Y su propio auditor advierte de que la empresa tiene serios problemas para seguir en funcionamiento. De hecho, según la ley de sociedades de capital, la compañía debe buscar soluciones para no entrar en riesgo de insolvencia y equilibrar su patrimonio con herramientas como la reducción o ampliación de capital, la reestructuración de su deuda o, si nada de esto funciona, recurrir al concurso de acreedores para evitar la quiebra.

Pero, en estas mismas cuentas de 2024, Plus Ultra advierte que sigue en funcionamiento precisamente por la norma que permite computar como patrimonio sus préstamos participativos (no de 34 millones de la SEPI y otro de 6,3 millones) y este decreto antiquiebras que le permite excluir del cómputo patrimonial pérdidas de 2020 y 2021. Es así como con esta nueva prórroga ‘in extremis’, Moncloa ha dado un año más de vida a la aerolínea que, ya que no podrá quebrar ni en 2025 y ahora en 2026. En tanto, debe abonar 19 millones por préstamo covid en 2026 y los otros 34 millones de crédito participativo en 2028.

Air Europa

Recordemos que el rescate de Plus Ultra está nuevamente bajo investigación judicial, esta vez porque la Policía intenta determinar dónde fueron a parar los 53 millones que recibió de la SEPI. Todo ello después de que hace dos años se cerrara otro juicio por un defecto de forma en el que se analizaron una serie de presuntas irregularidades en la concesión de la ayuda así como la idoneidad de las condiciones (económicas y estratégicas) que presentaba la aerolínea al momento de recibir el dinero en marzo de 2021.

Por su parte, la situación de Air Europa es similar.
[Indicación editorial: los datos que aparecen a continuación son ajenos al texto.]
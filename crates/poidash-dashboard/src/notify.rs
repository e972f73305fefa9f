use std::fmt;

use serde::Serialize;

#[derive(Debug, Clone, Copy, PartialEq, Eq, Serialize)]
#[serde(rename_all = "lowercase")]
pub enum NoticeLevel {
    Success,
    Error,
}

/// Transient operator notification (a toast in the browser shell).
#[derive(Debug, Clone, PartialEq, Eq, Serialize)]
pub struct Notice {
    pub level: NoticeLevel,
    pub message: String,
}

impl Notice {
    pub fn success(message: impl Into<String>) -> Self {
        Self {
            level: NoticeLevel::Success,
            message: message.into(),
        }
    }

    pub fn error(message: impl Into<String>) -> Self {
        Self {
            level: NoticeLevel::Error,
            message: message.into(),
        }
    }

    #[must_use]
    pub fn is_success(&self) -> bool {
        self.level == NoticeLevel::Success
    }
}

impl fmt::Display for Notice {
    fn fmt(&self, f: &mut fmt::Formatter<'_>) -> fmt::Result {
        match self.level {
            NoticeLevel::Success => write!(f, "[ok] {}", self.message),
            NoticeLevel::Error => write!(f, "[error] {}", self.message),
        }
    }
}
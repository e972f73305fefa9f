use axum::{
    extract::{multipart::MultipartRejection, Multipart, Path, Query, State},
    http::header,
    response::{IntoResponse, Response},
    Extension, Json,
};
use chrono::Utc;
use poidash_core::{validate_upload, Poi};
use poidash_export::{render, ExportFormat};
use poidash_store::{ReviewAction, ReviewOutcome};
use serde::Deserialize;

use crate::middleware::RequestId;

use super::{map_store_error, ApiError, ApiResponse, AppState, ResponseMeta};

#[derive(Debug, Deserialize)]
pub(super) struct ExportQuery {
    format: Option<String>,
}

pub(super) async fn list_pois(
    State(state): State<AppState>,
    Extension(req_id): Extension<RequestId>,
) -> Result<Json<ApiResponse<Vec<Poi>>>, ApiError> {
    let pois = state
        .store
        .list_pois()
        .await
        .map_err(|e| map_store_error(req_id.0.clone(), &e))?;

    Ok(Json(ApiResponse {
        data: pois,
        meta: ResponseMeta::new(req_id.0),
    }))
}

pub(super) async fn approve_poi(
    state: State<AppState>,
    req_id: Extension<RequestId>,
    id: Path<String>,
) -> Result<Json<ApiResponse<ReviewOutcome>>, ApiError> {
    review(state, req_id, id, ReviewAction::Approve).await
}

pub(super) async fn reject_poi(
    state: State<AppState>,
    req_id: Extension<RequestId>,
    id: Path<String>,
) -> Result<Json<ApiResponse<ReviewOutcome>>, ApiError> {
    review(state, req_id, id, ReviewAction::Reject).await
}

async fn review(
    State(state): State<AppState>,
    Extension(req_id): Extension<RequestId>,
    Path(id): Path<String>,
    action: ReviewAction,
) -> Result<Json<ApiResponse<ReviewOutcome>>, ApiError> {
    let outcome = state
        .store
        .review(&id, action)
        .await
        .map_err(|e| map_store_error(req_id.0.clone(), &e))?;

    Ok(Json(ApiResponse {
        data: outcome,
        meta: ResponseMeta::new(req_id.0),
    }))
}

/// Renders the current store list as a file download.
pub(super) async fn export_pois(
    State(state): State<AppState>,
    Extension(req_id): Extension<RequestId>,
    Query(query): Query<ExportQuery>,
) -> Result<Response, ApiError> {
    let Some(raw_format) = query.format else {
        return Err(ApiError::new(
            req_id.0,
            "validation_error",
            "missing required query parameter: format (xlsx, csv or json)",
        ));
    };
    let format: ExportFormat = raw_format
        .parse()
        .map_err(|e: poidash_export::ExportError| {
            ApiError::new(req_id.0.clone(), "validation_error", e.to_string())
        })?;

    let pois = state
        .store
        .list_pois()
        .await
        .map_err(|e| map_store_error(req_id.0.clone(), &e))?;

    let artifact = render(format, &pois, Utc::now(), &state.export_source).map_err(|e| {
        tracing::error!(%format, error = %e, "export rendering failed");
        ApiError::new(req_id.0.clone(), "internal_error", "export failed")
    })?;

    tracing::info!(%format, records = artifact.records, filename = %artifact.filename, "export served");

    let headers = [
        (header::CONTENT_TYPE, artifact.content_type().to_string()),
        (
            header::CONTENT_DISPOSITION,
            format!("attachment; filename=\"{}\"", artifact.filename),
        ),
    ];
    Ok((headers, artifact.bytes).into_response())
}

/// Forwards an operator photo to the store's extraction upload.
///
/// Expects multipart fields `file`, `latitude` and `longitude`.
pub(super) async fn upload_photo(
    State(state): State<AppState>,
    Extension(req_id): Extension<RequestId>,
    multipart: Result<Multipart, MultipartRejection>,
) -> Result<Json<ApiResponse<serde_json::Value>>, ApiError> {
    let bad_request = |message: String| ApiError::new(req_id.0.clone(), "validation_error", message);
    let mut multipart = multipart.map_err(|e| bad_request(e.body_text()))?;

    let mut file: Option<(String, Option<String>, Vec<u8>)> = None;
    let mut latitude = String::new();
    let mut longitude = String::new();

    while let Some(field) = multipart
        .next_field()
        .await
        .map_err(|e| bad_request(e.body_text()))?
    {
        let name = field.name().unwrap_or_default().to_string();
        match name.as_str() {
            "file" => {
                let filename = field.file_name().unwrap_or("upload").to_string();
                let content_type = field.content_type().map(str::to_string);
                let bytes = field.bytes().await.map_err(|e| bad_request(e.body_text()))?;
                file = Some((filename, content_type, bytes.to_vec()));
            }
            "latitude" => latitude = field.text().await.map_err(|e| bad_request(e.body_text()))?,
            "longitude" => longitude = field.text().await.map_err(|e| bad_request(e.body_text()))?,
            _ => {}
        }
    }

    let Some((filename, content_type, bytes)) = file else {
        return Err(bad_request("missing multipart field: file".to_string()));
    };
    let form = validate_upload(&filename, content_type.as_deref(), bytes, &latitude, &longitude)
        .map_err(|e| bad_request(e.to_string()))?;

    let reply = state
        .store
        .upload(form)
        .await
        .map_err(|e| map_store_error(req_id.0.clone(), &e))?;

    Ok(Json(ApiResponse {
        data: reply,
        meta: ResponseMeta::new(req_id.0),
    }))
}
Las últimas cuentas presentadas de Air Europa Líneas Aéreas SA en 2024 indican que tiene un patrimonio neto negativo de 349,7 millones de euros, lo que le obliga a buscar soluciones para evitar la disolución. Sin embargo, en su balance se argumentan las dos normas que esgrime Plus Ultra: la de los préstamos participativos contabilizados como patrimonio y el decreto que excluye las pérdidas de 2020 y 2021.

Air Europa devolvió hace pocas semanas el préstamo íntegro a la SEPI, un total de 475 millones. Esto significa que técnicamente ya no pueda computar este crédito como patrimonio a efectos de causa de disolución, aunque también es cierto que ha reducido su endeudamiento y su liquidez. En cualquier caso, la compañía no tendrá que preocuparse por equilibrar sus cuentas tampoco en 2026 gracias a la prórroga del decreto antiquiebras, lo que le da al menos dos años para que ajuste sus cuentas sin tener que preocuparse por la disolución.